//! Hour-slotted provider usage history.
//!
//! Each (provider, model) pair owns at most 24 rows, one per `hour % 24`
//! slot. Writing into a slot whose stored hour is stale resets its counters
//! first, so the table never grows past the window.

use sqlx::SqlitePool;

/// Number of hour slots kept per (provider, model).
pub const WINDOW_HOURS: i64 = 24;

/// Summed counters for one provider over the trailing window.
#[derive(Debug, Clone, Copy, Default, PartialEq, Eq, sqlx::FromRow)]
pub struct UsageTotals {
    pub requests: i64,
    pub failures: i64,
    pub latency_ms_total: i64,
}

/// Add one call outcome to the slot for `hour`.
///
/// Failed calls count as requests and failures; their latency is not added.
pub async fn record_call(
    pool: &SqlitePool,
    provider: &str,
    model: &str,
    hour: i64,
    latency_ms: i64,
    failed: bool,
) -> Result<(), sqlx::Error> {
    let slot = hour.rem_euclid(WINDOW_HOURS);
    let failures: i64 = if failed { 1 } else { 0 };
    let latency = if failed { 0 } else { latency_ms.max(0) };

    sqlx::query(
        "INSERT INTO provider_usage
            (provider, model, slot, hour, requests, failures, latency_ms_total)
         VALUES (?, ?, ?, ?, 1, ?, ?)
         ON CONFLICT(provider, model, slot) DO UPDATE SET
            requests = CASE WHEN provider_usage.hour = excluded.hour
                THEN provider_usage.requests + 1 ELSE 1 END,
            failures = CASE WHEN provider_usage.hour = excluded.hour
                THEN provider_usage.failures + excluded.failures ELSE excluded.failures END,
            latency_ms_total = CASE WHEN provider_usage.hour = excluded.hour
                THEN provider_usage.latency_ms_total + excluded.latency_ms_total
                ELSE excluded.latency_ms_total END,
            hour = excluded.hour",
    )
    .bind(provider)
    .bind(model)
    .bind(slot)
    .bind(hour)
    .bind(failures)
    .bind(latency)
    .execute(pool)
    .await?;

    Ok(())
}

/// Per-provider totals for `model` over the 24 hours ending at `now_hour`.
///
/// Providers without fresh rows are absent from the result.
pub async fn window_totals(
    pool: &SqlitePool,
    model: &str,
    now_hour: i64,
) -> Result<Vec<(String, UsageTotals)>, sqlx::Error> {
    let rows: Vec<(String, i64, i64, i64)> = sqlx::query_as(
        "SELECT provider,
                COALESCE(SUM(requests), 0),
                COALESCE(SUM(failures), 0),
                COALESCE(SUM(latency_ms_total), 0)
         FROM provider_usage
         WHERE model = ? AND hour > ? AND hour <= ?
         GROUP BY provider",
    )
    .bind(model)
    .bind(now_hour - WINDOW_HOURS)
    .bind(now_hour)
    .fetch_all(pool)
    .await?;

    Ok(rows
        .into_iter()
        .map(|(provider, requests, failures, latency_ms_total)| {
            (
                provider,
                UsageTotals {
                    requests,
                    failures,
                    latency_ms_total,
                },
            )
        })
        .collect())
}

#[cfg(test)]
mod tests {
    use super::*;
    use crate::storage::init_memory_pool;

    async fn totals_for(pool: &SqlitePool, model: &str, hour: i64, provider: &str) -> UsageTotals {
        window_totals(pool, model, hour)
            .await
            .unwrap()
            .into_iter()
            .find(|(p, _)| p == provider)
            .map(|(_, t)| t)
            .unwrap_or_default()
    }

    #[tokio::test]
    async fn test_record_accumulates_within_hour() {
        let pool = init_memory_pool().await.unwrap();
        record_call(&pool, "alpha", "m", 1000, 200, false).await.unwrap();
        record_call(&pool, "alpha", "m", 1000, 400, false).await.unwrap();
        record_call(&pool, "alpha", "m", 1000, 900, true).await.unwrap();

        let totals = totals_for(&pool, "m", 1000, "alpha").await;
        assert_eq!(
            totals,
            UsageTotals {
                requests: 3,
                failures: 1,
                latency_ms_total: 600,
            }
        );
    }

    #[tokio::test]
    async fn test_stale_slot_is_reset() {
        let pool = init_memory_pool().await.unwrap();
        record_call(&pool, "alpha", "m", 1000, 100, true).await.unwrap();
        // Same slot a day later
        record_call(&pool, "alpha", "m", 1024, 50, false).await.unwrap();

        let totals = totals_for(&pool, "m", 1024, "alpha").await;
        assert_eq!(totals.requests, 1);
        assert_eq!(totals.failures, 0);
        assert_eq!(totals.latency_ms_total, 50);

        let rows: (i64,) = sqlx::query_as("SELECT COUNT(*) FROM provider_usage")
            .fetch_one(&pool)
            .await
            .unwrap();
        assert_eq!(rows.0, 1);
    }

    #[tokio::test]
    async fn test_window_excludes_old_hours() {
        let pool = init_memory_pool().await.unwrap();
        record_call(&pool, "alpha", "m", 1000, 100, false).await.unwrap();
        record_call(&pool, "alpha", "m", 1010, 100, false).await.unwrap();

        assert_eq!(totals_for(&pool, "m", 1010, "alpha").await.requests, 2);
        // Hour 1000 falls out of the window at hour 1024
        assert_eq!(totals_for(&pool, "m", 1024, "alpha").await.requests, 1);
    }

    #[tokio::test]
    async fn test_totals_are_per_model() {
        let pool = init_memory_pool().await.unwrap();
        record_call(&pool, "alpha", "m1", 5, 100, false).await.unwrap();
        record_call(&pool, "alpha", "m2", 5, 100, false).await.unwrap();
        assert_eq!(window_totals(&pool, "m1", 5).await.unwrap().len(), 1);
        assert_eq!(totals_for(&pool, "m1", 5, "alpha").await.requests, 1);
    }
}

**Task to complete**
Working from the material above, restate word for word the lines between the line with "p == provider)" and the line with "1000, 200, false).await.unwrap();", both included, and only those.

**Output for this task**
            .find(|(p, _)| p == provider)
            .map(|(_, t)| t)
            .unwrap_or_default()
    }

    #[tokio::test]
    async fn test_record_accumulates_within_hour() {
        let pool = init_memory_pool().await.unwrap();
        record_call(&pool, "alpha", "m", 1000, 200, false).await.unwrap();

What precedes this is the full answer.